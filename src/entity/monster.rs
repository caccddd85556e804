//! Monster species and the pursuit capability

use std::collections::VecDeque;

use crate::core::{Appearance, ColorTag, Point};
use crate::entity::EntityCore;

/// Monster species with fixed base stats
#[derive(Debug, Clone, Copy, PartialEq, Eq, Hash)]
pub enum Species {
    Goblin,
    Orc,
    Troll,
    Dragon,
}

impl Species {
    pub fn base_health(&self) -> i32 {
        match self {
            Species::Goblin => 10,
            Species::Orc => 15,
            Species::Troll => 25,
            Species::Dragon => 40,
        }
    }

    pub fn base_attack(&self) -> i32 {
        match self {
            Species::Goblin => 2,
            Species::Orc => 3,
            Species::Troll => 4,
            Species::Dragon => 6,
        }
    }

    pub fn appearance(&self) -> Appearance {
        match self {
            Species::Goblin => Appearance::new('g', ColorTag::Goblin),
            Species::Orc => Appearance::new('o', ColorTag::Orc),
            Species::Troll => Appearance::new('t', ColorTag::Troll),
            Species::Dragon => Appearance::new('d', ColorTag::Dragon),
        }
    }

    pub fn name(&self) -> &'static str {
        match self {
            Species::Goblin => "Goblin",
            Species::Orc => "Orc",
            Species::Troll => "Troll",
            Species::Dragon => "Dragon",
        }
    }
}

/// Pursuit state owned by monsters that chase along computed routes
///
/// `pending` holds the sequence number of the in-flight background path
/// request; a result carrying any other sequence is stale and discarded.
#[derive(Debug, Clone, Default)]
pub struct Pursuit {
    pub path: VecDeque<Point>,
    pub pending: Option<u64>,
}

/// A monster on the current level
///
/// Only orcs carry a pursuit capability; everything else about a monster is
/// uniform across species.
#[derive(Debug, Clone)]
pub struct Monster {
    pub core: EntityCore,
    pub species: Species,
    pub pursuit: Option<Pursuit>,
}

impl Monster {
    pub fn new(species: Species, position: Point) -> Self {
        let pursuit = match species {
            Species::Orc => Some(Pursuit::default()),
            _ => None,
        };
        Self {
            core: EntityCore::new(
                position,
                species.base_health(),
                species.base_attack(),
                species.appearance(),
            ),
            species,
            pursuit,
        }
    }

    pub fn name(&self) -> &'static str {
        self.species.name()
    }
}

#[cfg(test)]
mod tests {
    use super::*;

    #[test]
    fn only_orcs_have_pursuit() {
        let at = Point::new(1, 1);
        assert!(Monster::new(Species::Orc, at).pursuit.is_some());
        assert!(Monster::new(Species::Goblin, at).pursuit.is_none());
        assert!(Monster::new(Species::Troll, at).pursuit.is_none());
        assert!(Monster::new(Species::Dragon, at).pursuit.is_none());
    }

    #[test]
    fn species_stats_are_ordered() {
        let species = [Species::Goblin, Species::Orc, Species::Troll, Species::Dragon];
        for pair in species.windows(2) {
            assert!(pair[0].base_health() < pair[1].base_health());
            assert!(pair[0].base_attack() < pair[1].base_attack());
        }
    }
}
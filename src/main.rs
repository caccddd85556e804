//! Gloomdelve - entry point
//!
//! Loads configuration, sets up logging and the terminal, then drives the
//! fixed turn loop: render, read one command, advance the simulation.
//! Quit and game over are the only exits.

use std::path::PathBuf;

use clap::Parser;

use gloomdelve::core::{GameConfig, Result};
use gloomdelve::game::Game;
use gloomdelve::ui::{InputSource, Renderer, TerminalInput, TerminalRenderer};

#[derive(Debug, Parser)]
#[command(name = "gloomdelve", about = "Turn-based terminal dungeon crawler")]
struct Args {
    /// Path to a TOML config file
    #[arg(long)]
    config: Option<PathBuf>,

    /// Override the session seed
    #[arg(long)]
    seed: Option<u64>,

    /// Override the map width
    #[arg(long)]
    width: Option<i32>,

    /// Override the map height
    #[arg(long)]
    height: Option<i32>,
}

fn main() -> Result<()> {
    tracing_subscriber::fmt()
        .with_env_filter(
            tracing_subscriber::EnvFilter::try_from_default_env()
                .unwrap_or_else(|_| "gloomdelve=warn".into()),
        )
        .with_writer(std::io::stderr)
        .init();

    let args = Args::parse();
    let mut config = match &args.config {
        Some(path) => GameConfig::load(path)?,
        None => GameConfig::default(),
    };
    config.apply_overrides(args.seed, args.width, args.height);
    config.validate()?;

    tracing::info!(seed = config.seed, "starting session");

    let mut game = Game::new(config);
    let mut input = TerminalInput;
    let mut renderer = TerminalRenderer::new()?;

    loop {
        renderer.draw(&game)?;
        if game.should_quit() {
            break;
        }
        let command = input.next_command()?;
        game.step(command);
        if game.is_game_over() {
            // show the final frame and wait for one last key
            renderer.draw(&game)?;
            let _ = input.next_command()?;
            break;
        }
    }
    Ok(())
}
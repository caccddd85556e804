//! Gloomdelve - turn-based terminal dungeon crawler
//!
//! The simulation core lives in [`game`]; [`path`] provides the A* engine
//! and its background service, [`entity`] the player/monster model and
//! [`world`] the level layout. Terminal input and rendering are thin
//! crossterm wrappers in [`ui`].

pub mod core;
pub mod entity;
pub mod game;
pub mod path;
pub mod ui;
pub mod world;
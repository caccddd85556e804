//! The player entity

use crate::core::{Appearance, ColorTag, Point};
use crate::entity::EntityCore;

const PLAYER_HEALTH: i32 = 100;
const PLAYER_ATTACK: i32 = 5;

#[derive(Debug, Clone)]
pub struct Player {
    pub core: EntityCore,
    exp: i32,
}

impl Player {
    pub fn new(position: Point) -> Self {
        Self {
            core: EntityCore::new(
                position,
                PLAYER_HEALTH,
                PLAYER_ATTACK,
                Appearance::new('@', ColorTag::Player),
            ),
            exp: 0,
        }
    }

    pub fn exp(&self) -> i32 {
        self.exp
    }

    pub fn gain_exp(&mut self, amount: i32) {
        self.exp += amount;
    }

    pub fn name(&self) -> &'static str {
        "Player"
    }
}
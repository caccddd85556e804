//! Keyboard input capture
//!
//! Thin wrapper mapping crossterm key events onto the fixed command set the
//! orchestrator consumes. Blocking reads: the game is strictly turn-based.

use crossterm::event::{self, Event, KeyCode, KeyEvent, KeyEventKind};

use crate::core::Result;
use crate::game::Command;

/// Source of one command per turn
pub trait InputSource {
    fn next_command(&mut self) -> Result<Command>;
}

/// Blocking crossterm keyboard reader
#[derive(Debug, Default)]
pub struct TerminalInput;

impl InputSource for TerminalInput {
    fn next_command(&mut self) -> Result<Command> {
        loop {
            if let Event::Key(KeyEvent { code, kind, .. }) = event::read()? {
                if kind == KeyEventKind::Release {
                    continue;
                }
                return Ok(map_key(code));
            }
        }
    }
}

fn map_key(code: KeyCode) -> Command {
    match code {
        KeyCode::Char('q') | KeyCode::Esc => Command::Quit,
        KeyCode::Up | KeyCode::Char('w') => Command::Up,
        KeyCode::Down | KeyCode::Char('s') => Command::Down,
        KeyCode::Left | KeyCode::Char('a') => Command::Left,
        KeyCode::Right | KeyCode::Char('d') => Command::Right,
        KeyCode::Char(' ') => Command::Attack,
        _ => Command::Idle,
    }
}
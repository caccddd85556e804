//! Terminal renderer
//!
//! Thin crossterm wrapper: draws the tile grid, entities by their
//! appearance, a status line and the latest fight log. Raw mode and the
//! alternate screen are restored on drop.

use std::io::{stdout, Stdout, Write};

use crossterm::{
    cursor, execute, queue,
    style::{Color, Print, PrintStyledContent, Stylize},
    terminal::{self, Clear, ClearType, EnterAlternateScreen, LeaveAlternateScreen},
};

use crate::core::{ColorTag, Point, Result};
use crate::game::{Game, Phase};
use crate::world::Tile;

/// Consumes the game state once per turn, purely observational
pub trait Renderer {
    fn draw(&mut self, game: &Game) -> Result<()>;
}

pub struct TerminalRenderer {
    out: Stdout,
}

impl TerminalRenderer {
    pub fn new() -> Result<Self> {
        let mut out = stdout();
        terminal::enable_raw_mode()?;
        execute!(out, EnterAlternateScreen, cursor::Hide)?;
        Ok(Self { out })
    }

    fn glyph_colors(tag: ColorTag) -> (Color, Color) {
        match tag {
            ColorTag::Player => (Color::White, Color::Blue),
            ColorTag::Goblin => (Color::White, Color::Red),
            ColorTag::Orc => (Color::White, Color::Green),
            ColorTag::Troll => (Color::White, Color::Yellow),
            ColorTag::Dragon => (Color::White, Color::Magenta),
            ColorTag::Treasure => (Color::White, Color::Cyan),
        }
    }

    fn put_entity(&mut self, at: Point, glyph: char, tag: ColorTag) -> Result<()> {
        let (fg, bg) = Self::glyph_colors(tag);
        queue!(
            self.out,
            cursor::MoveTo(at.x as u16, at.y as u16),
            PrintStyledContent(glyph.with(fg).on(bg)),
        )?;
        Ok(())
    }
}

impl Renderer for TerminalRenderer {
    fn draw(&mut self, game: &Game) -> Result<()> {
        queue!(self.out, Clear(ClearType::All))?;

        let map = game.map();
        let grid = map.snapshot();
        for y in 0..grid.height() {
            let mut row = String::with_capacity(grid.width() as usize);
            for x in 0..grid.width() {
                let p = Point::new(x, y);
                row.push(match grid.get(p) {
                    Some(Tile::Wall) => '#',
                    _ if p == map.end() => '>',
                    _ => '.',
                });
            }
            queue!(self.out, cursor::MoveTo(0, y as u16), Print(row))?;
        }

        for treasure in game.treasures() {
            let a = treasure.core.appearance();
            self.put_entity(treasure.core.position(), a.glyph, a.color)?;
        }
        for monster in game.monsters() {
            let a = monster.core.appearance();
            self.put_entity(monster.core.position(), a.glyph, a.color)?;
        }
        let player = game.player();
        let a = player.core.appearance();
        self.put_entity(player.core.position(), a.glyph, a.color)?;

        let status_row = grid.height() as u16;
        let status = format!(
            "HP {:>3}  ATK {:>2}  XP {:>4}  Depth {}",
            player.core.health(),
            player.core.attack(),
            player.exp(),
            game.depth(),
        );
        queue!(self.out, cursor::MoveTo(0, status_row), Print(status))?;

        for (i, line) in game.fight_log().iter().rev().take(5).enumerate() {
            queue!(
                self.out,
                cursor::MoveTo(0, status_row + 1 + i as u16),
                Print(line),
            )?;
        }

        if game.phase() == Phase::GameOver {
            let (cols, rows) = terminal::size()?;
            queue!(
                self.out,
                cursor::MoveTo((cols / 2).saturating_sub(5), rows / 2),
                PrintStyledContent("Game Over".with(Color::White).on(Color::Red)),
            )?;
        }

        self.out.flush()?;
        Ok(())
    }
}

impl Drop for TerminalRenderer {
    fn drop(&mut self) {
        let _ = execute!(self.out, LeaveAlternateScreen, cursor::Show);
        let _ = terminal::disable_raw_mode();
    }
}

ABOUT THIS EXERCISE:
Where the listing above has a line with "mode and the", start there, and output every line exactly through the line with "pub fn new()", which is also included.

EXERCISE OUTPUT:
//! appearance, a status line and the latest fight log. Raw mode and the
//! alternate screen are restored on drop.

use std::io::{stdout, Stdout, Write};

use crossterm::{
    cursor, execute, queue,
    style::{Color, Print, PrintStyledContent, Stylize},
    terminal::{self, Clear, ClearType, EnterAlternateScreen, LeaveAlternateScreen},
};

use crate::core::{ColorTag, Point, Result};
use crate::game::{Game, Phase};
use crate::world::Tile;

/// Consumes the game state once per turn, purely observational
pub trait Renderer {
    fn draw(&mut self, game: &Game) -> Result<()>;
}

pub struct TerminalRenderer {
    out: Stdout,
}

impl TerminalRenderer {
    pub fn new() -> Result<Self> {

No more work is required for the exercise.